Treatments are all down to the severity
THE reason why there are so many different hay fever treatments, offering different results for different people, is largely a question of severity.
Patients with mild intermittent symptoms do well with antihistamines and the newer non-sedating tablets should be used.
Patients with more severe and persistent symptoms do better with a regular daily intranasal corticosteroid spray.
When they do not work, it is often that the patient does not have a correct diagnosis of allergic rhinitis or the spray technique may be wrong or the spray is not being used regularly.
About five to eight per cent of patients do not respond to these measures or get bothersome side effects such as drowsiness or nose bleeds.

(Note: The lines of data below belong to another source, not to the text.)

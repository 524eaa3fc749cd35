//! Geometry and target-element types for gesture synthesis.
//!
//! Coordinates are in screen points with the origin at the top-left corner
//! of the screen and y growing downward. Element lookup itself happens
//! outside this crate; gestures only need an element's current frame, which
//! they obtain through the [`TargetElement`] trait.

use std::ops::{Add, Mul, Sub};

use serde::{Deserialize, Serialize};

/// A location in screen points.
#[derive(Debug, Clone, Copy, PartialEq, Default, Serialize, Deserialize)]
pub struct Point {
    pub x: f64,
    pub y: f64,
}

impl Point {
    pub const fn new(x: f64, y: f64) -> Self {
        Self { x, y }
    }

    /// Euclidean distance to another point.
    pub fn distance_to(self, other: Point) -> f64 {
        (other - self).length()
    }

    /// Linear interpolation between `self` (t = 0) and `other` (t = 1).
    pub fn lerp(self, other: Point, t: f64) -> Point {
        self + (other - self) * t
    }
}

/// A displacement in screen points.
#[derive(Debug, Clone, Copy, PartialEq, Default, Serialize, Deserialize)]
pub struct Vector {
    pub dx: f64,
    pub dy: f64,
}

impl Vector {
    pub const fn new(dx: f64, dy: f64) -> Self {
        Self { dx, dy }
    }

    pub fn length(self) -> f64 {
        self.dx.hypot(self.dy)
    }

    /// Returns the unit vector in the same direction, or `None` for a zero
    /// or non-finite vector.
    pub fn normalized(self) -> Option<Vector> {
        let len = self.length();
        if len.is_finite() && len > f64::EPSILON {
            Some(Vector::new(self.dx / len, self.dy / len))
        } else {
            None
        }
    }

    /// The vector rotated a quarter turn (perpendicular, same length).
    pub fn perpendicular(self) -> Vector {
        Vector::new(-self.dy, self.dx)
    }

    pub fn dot(self, other: Vector) -> f64 {
        self.dx * other.dx + self.dy * other.dy
    }
}

impl Add<Vector> for Point {
    type Output = Point;

    fn add(self, v: Vector) -> Point {
        Point::new(self.x + v.dx, self.y + v.dy)
    }
}

impl Sub<Vector> for Point {
    type Output = Point;

    fn sub(self, v: Vector) -> Point {
        Point::new(self.x - v.dx, self.y - v.dy)
    }
}

impl Sub for Point {
    type Output = Vector;

    fn sub(self, other: Point) -> Vector {
        Vector::new(self.x - other.x, self.y - other.y)
    }
}

impl Mul<f64> for Vector {
    type Output = Vector;

    fn mul(self, k: f64) -> Vector {
        Vector::new(self.dx * k, self.dy * k)
    }
}

/// The frame (position and dimensions) of a UI element.
#[derive(Debug, Clone, Copy, PartialEq, Serialize, Deserialize)]
pub struct ElementFrame {
    /// The x-coordinate of the element's top-left corner.
    pub x: f64,
    /// The y-coordinate of the element's top-left corner.
    pub y: f64,
    /// The width of the element in points.
    pub width: f64,
    /// The height of the element in points.
    pub height: f64,
}

impl ElementFrame {
    pub const fn new(x: f64, y: f64, width: f64, height: f64) -> Self {
        Self { x, y, width, height }
    }

    pub fn min_x(&self) -> f64 {
        self.x
    }

    pub fn max_x(&self) -> f64 {
        self.x + self.width
    }

    pub fn min_y(&self) -> f64 {
        self.y
    }

    pub fn max_y(&self) -> f64 {
        self.y + self.height
    }

    pub fn center(&self) -> Point {
        Point::new(self.x + self.width / 2.0, self.y + self.height / 2.0)
    }

    /// Returns `true` if the frame has finite coordinates and a strictly
    /// positive area. Gestures cannot target anything else.
    pub fn is_interactable(&self) -> bool {
        [self.x, self.y, self.width, self.height]
            .iter()
            .all(|v| v.is_finite())
            && self.width > 0.0
            && self.height > 0.0
    }

    /// Returns `true` if `p` lies inside the frame, edges excluded.
    pub fn contains_strictly(&self, p: Point) -> bool {
        p.x > self.min_x() && p.x < self.max_x() && p.y > self.min_y() && p.y < self.max_y()
    }

    /// Returns `true` if `p` lies inside the frame or on its edge, with
    /// `tolerance` points of slack for rounding.
    pub fn contains(&self, p: Point, tolerance: f64) -> bool {
        p.x >= self.min_x() - tolerance
            && p.x <= self.max_x() + tolerance
            && p.y >= self.min_y() - tolerance
            && p.y <= self.max_y() + tolerance
    }

    /// Shrinks the frame by `fraction` of its width on the left and right,
    /// and by `fraction` of its height on the top and bottom.
    pub fn inset_by_fraction(&self, fraction: f64) -> ElementFrame {
        let dx = self.width * fraction;
        let dy = self.height * fraction;
        ElementFrame::new(
            self.x + dx,
            self.y + dy,
            self.width - 2.0 * dx,
            self.height - 2.0 * dy,
        )
    }

    /// The point at fractional position (`fx`, `fy`) within the frame.
    pub fn point_at_fraction(&self, fx: f64, fy: f64) -> Point {
        Point::new(self.x + fx * self.width, self.y + fy * self.height)
    }

    /// Distance travelled from `from` along the unit vector `dir` before
    /// leaving the frame. Zero if `from` is already outside in that
    /// direction.
    pub fn distance_to_edge(&self, from: Point, dir: Vector) -> f64 {
        fn axis(pos: f64, d: f64, lo: f64, hi: f64) -> f64 {
            if d > f64::EPSILON {
                (hi - pos) / d
            } else if d < -f64::EPSILON {
                (lo - pos) / d
            } else {
                f64::INFINITY
            }
        }
        let tx = axis(from.x, dir.dx, self.min_x(), self.max_x());
        let ty = axis(from.y, dir.dy, self.min_y(), self.max_y());
        tx.min(ty).max(0.0)
    }
}

/// Something a gesture can be performed on.
///
/// Implemented by whatever the element-matching layer hands back. The frame
/// is queried at the moment the action runs, so it reflects the current
/// layout rather than the layout at match time.
pub trait TargetElement: Send + Sync {
    /// The element's current frame in screen points, or `None` if the
    /// element is not on screen.
    fn frame(&self) -> Option<ElementFrame>;

    /// Short description for logs and error messages.
    fn description(&self) -> String;
}

/// A plain element description, as produced by a hierarchy snapshot.
#[derive(Debug, Clone, Default, Serialize, Deserialize)]
pub struct UIElement {
    /// The accessibility identifier, if any.
    #[serde(default)]
    pub identifier: Option<String>,

    /// The accessibility label, if any.
    #[serde(default)]
    pub label: Option<String>,

    /// The element's frame in screen coordinates.
    #[serde(default)]
    pub frame: Option<ElementFrame>,
}

impl UIElement {
    /// An anonymous element occupying `frame`.
    pub fn with_frame(frame: ElementFrame) -> Self {
        Self {
            frame: Some(frame),
            ..Self::default()
        }
    }

    pub fn identified(mut self, identifier: impl Into<String>) -> Self {
        self.identifier = Some(identifier.into());
        self
    }
}

impl TargetElement for UIElement {
    fn frame(&self) -> Option<ElementFrame> {
        self.frame
    }

    fn description(&self) -> String {
        match (&self.identifier, &self.label) {
            (Some(id), _) => format!("element '{}'", id),
            (None, Some(label)) => format!("element with label '{}'", label),
            (None, None) => "anonymous element".to_string(),
        }
    }
}

impl TargetElement for ElementFrame {
    fn frame(&self) -> Option<ElementFrame> {
        Some(*self)
    }

    fn description(&self) -> String {
        format!(
            "frame ({}, {}, {}x{})",
            self.x, self.y, self.width, self.height
        )
    }
}
//! Gesture specifications.
//!
//! A [`GestureSpec`] describes a swipe independently of any element: its
//! direction, duration, number of parallel fingers, and where the fingers
//! start. Specs are validated once, when built, so that configuration
//! mistakes are reported before any touch is injected.
//!
//! # Example
//!
//! ```
//! use std::time::Duration;
//! use stillpoint_core::gesture::{GestureSpec, StartPoint, SwipeDirection};
//!
//! let spec = GestureSpec::new(SwipeDirection::Up, Duration::from_millis(300), 2, StartPoint::MaximizeTravel)
//!     .expect("valid spec");
//! assert_eq!(spec.finger_count(), 2);
//!
//! // Swipes must start strictly inside the element.
//! let bad = GestureSpec::new(SwipeDirection::Left, Duration::from_millis(300), 1, StartPoint::fractional(1.0, 0.5));
//! assert!(bad.is_err());
//! ```

use std::fmt;
use std::time::Duration;

use serde::{Deserialize, Serialize};
use thiserror::Error;

use crate::element::Vector;

/// Smallest number of parallel fingers a swipe may use.
pub const MIN_FINGERS: usize = 1;

/// Largest number of parallel fingers a swipe may use.
pub const MAX_FINGERS: usize = 4;

/// Longest duration a single swipe may take.
pub const MAX_DURATION: Duration = Duration::from_secs(60);

/// Errors detected while building or resolving a gesture.
///
/// All of these are raised before any touch is delivered.
#[derive(Error, Debug, Clone, PartialEq)]
pub enum GestureError {
    /// The finger count is outside `1..=4`.
    #[error("Invalid finger count {count}: must be between 1 and 4")]
    InvalidFingerCount { count: usize },

    /// A start fraction is not strictly between 0 and 1.
    #[error("Invalid start point ({x}, {y}): fractions must be in (0, 1) exclusive")]
    InvalidStartPoint { x: f64, y: f64 },

    /// The duration is zero or longer than [`MAX_DURATION`].
    #[error("Invalid gesture duration {0:?}: must be greater than zero and at most 60s")]
    InvalidDuration(Duration),

    /// An explicit direction vector has no usable direction.
    #[error("Invalid swipe direction ({dx}, {dy}): vector must be finite and non-zero")]
    InvalidDirection { dx: f64, dy: f64 },

    /// The target's bounds cannot receive touches.
    #[error("Element is not interactable: {reason}")]
    ElementNotInteractable { reason: String },

    /// A finger would travel (almost) no distance inside the safe area.
    #[error("No room to swipe: only {travel:.1}pt of travel inside the element")]
    NoRoomToTravel { travel: f64 },

    /// The element is too narrow across the swipe to keep fingers apart.
    #[error("No room to spread {fingers} fingers: only {room:.1}pt across the swipe")]
    NoRoomForFingers { fingers: usize, room: f64 },
}

/// The direction a swipe travels in.
#[derive(Debug, Clone, Copy, PartialEq, Serialize, Deserialize)]
#[serde(rename_all = "snake_case")]
pub enum SwipeDirection {
    Up,
    Down,
    Left,
    Right,
    /// An arbitrary direction in screen coordinates (y grows downward).
    Vector { dx: f64, dy: f64 },
}

impl SwipeDirection {
    /// The direction as a unit vector, or `None` for a degenerate explicit
    /// vector.
    pub fn unit_vector(&self) -> Option<Vector> {
        match *self {
            SwipeDirection::Up => Some(Vector::new(0.0, -1.0)),
            SwipeDirection::Down => Some(Vector::new(0.0, 1.0)),
            SwipeDirection::Left => Some(Vector::new(-1.0, 0.0)),
            SwipeDirection::Right => Some(Vector::new(1.0, 0.0)),
            SwipeDirection::Vector { dx, dy } => Vector::new(dx, dy).normalized(),
        }
    }
}

impl fmt::Display for SwipeDirection {
    fn fmt(&self, f: &mut fmt::Formatter<'_>) -> fmt::Result {
        match self {
            SwipeDirection::Up => f.write_str("up"),
            SwipeDirection::Down => f.write_str("down"),
            SwipeDirection::Left => f.write_str("left"),
            SwipeDirection::Right => f.write_str("right"),
            SwipeDirection::Vector { dx, dy } => write!(f, "({}, {})", dx, dy),
        }
    }
}

/// Where the fingers of a swipe are placed before they start moving.
#[derive(Debug, Clone, Copy, PartialEq, Default, Serialize, Deserialize)]
#[serde(rename_all = "snake_case")]
pub enum StartPoint {
    /// Start near the edge opposite the swipe direction, so the fingers
    /// travel as far as possible inside the element.
    #[default]
    MaximizeTravel,
    /// Start at a fractional position within the element's bounds:
    /// `x = 0` is the left edge, `x = 1` the right edge; likewise for `y`.
    Fractional { x: f64, y: f64 },
}

impl StartPoint {
    pub fn fractional(x: f64, y: f64) -> Self {
        StartPoint::Fractional { x, y }
    }

    fn validate(&self) -> Result<(), GestureError> {
        match *self {
            StartPoint::MaximizeTravel => Ok(()),
            StartPoint::Fractional { x, y } => {
                let interior = |f: f64| f > 0.0 && f < 1.0;
                if interior(x) && interior(y) {
                    Ok(())
                } else {
                    Err(GestureError::InvalidStartPoint { x, y })
                }
            }
        }
    }
}

/// A validated description of a (multi-finger) swipe.
#[derive(Debug, Clone, PartialEq, Serialize)]
pub struct GestureSpec {
    direction: SwipeDirection,
    duration: Duration,
    finger_count: usize,
    start: StartPoint,
}

impl GestureSpec {
    /// Builds a spec, validating every field.
    ///
    /// # Errors
    ///
    /// - [`GestureError::InvalidFingerCount`] unless `1 <= finger_count <= 4`
    /// - [`GestureError::InvalidStartPoint`] for fractions outside (0, 1)
    /// - [`GestureError::InvalidDuration`] for a zero duration or one longer
    ///   than [`MAX_DURATION`]
    /// - [`GestureError::InvalidDirection`] for a zero or non-finite vector
    pub fn new(
        direction: SwipeDirection,
        duration: Duration,
        finger_count: usize,
        start: StartPoint,
    ) -> Result<Self, GestureError> {
        if !(MIN_FINGERS..=MAX_FINGERS).contains(&finger_count) {
            return Err(GestureError::InvalidFingerCount {
                count: finger_count,
            });
        }
        start.validate()?;
        if duration.is_zero() || duration > MAX_DURATION {
            return Err(GestureError::InvalidDuration(duration));
        }
        if direction.unit_vector().is_none() {
            let (dx, dy) = match direction {
                SwipeDirection::Vector { dx, dy } => (dx, dy),
                _ => (0.0, 0.0),
            };
            return Err(GestureError::InvalidDirection { dx, dy });
        }
        Ok(Self {
            direction,
            duration,
            finger_count,
            start,
        })
    }

    pub fn direction(&self) -> SwipeDirection {
        self.direction
    }

    /// The unit vector of the swipe direction.
    pub fn unit_direction(&self) -> Vector {
        // Validated in `new`.
        self.direction.unit_vector().unwrap_or_default()
    }

    pub fn duration(&self) -> Duration {
        self.duration
    }

    pub fn finger_count(&self) -> usize {
        self.finger_count
    }

    pub fn start(&self) -> StartPoint {
        self.start
    }
}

They should seek a referral to an NHS allergy clinic for consideration for allergen immunotherapy desensitisation treatment.
This involves administration of allergen extracts of grass pollen, starting low but increasing to large doses weekly then monthly by injection.
Recently, immunotherapy by placing daily grass pollen tablets under the tongue has also been shown to be an effective and safe alternative.
Immunotherapy is practised widely in US and Europe but less commonly in the UK, largely because of lack of awareness and a lack of specialist NHS allergy centres.
When given continuously for three years, immunotherapy is the only treatment shown to provide long-term relief for at least several years after stopping the treatment.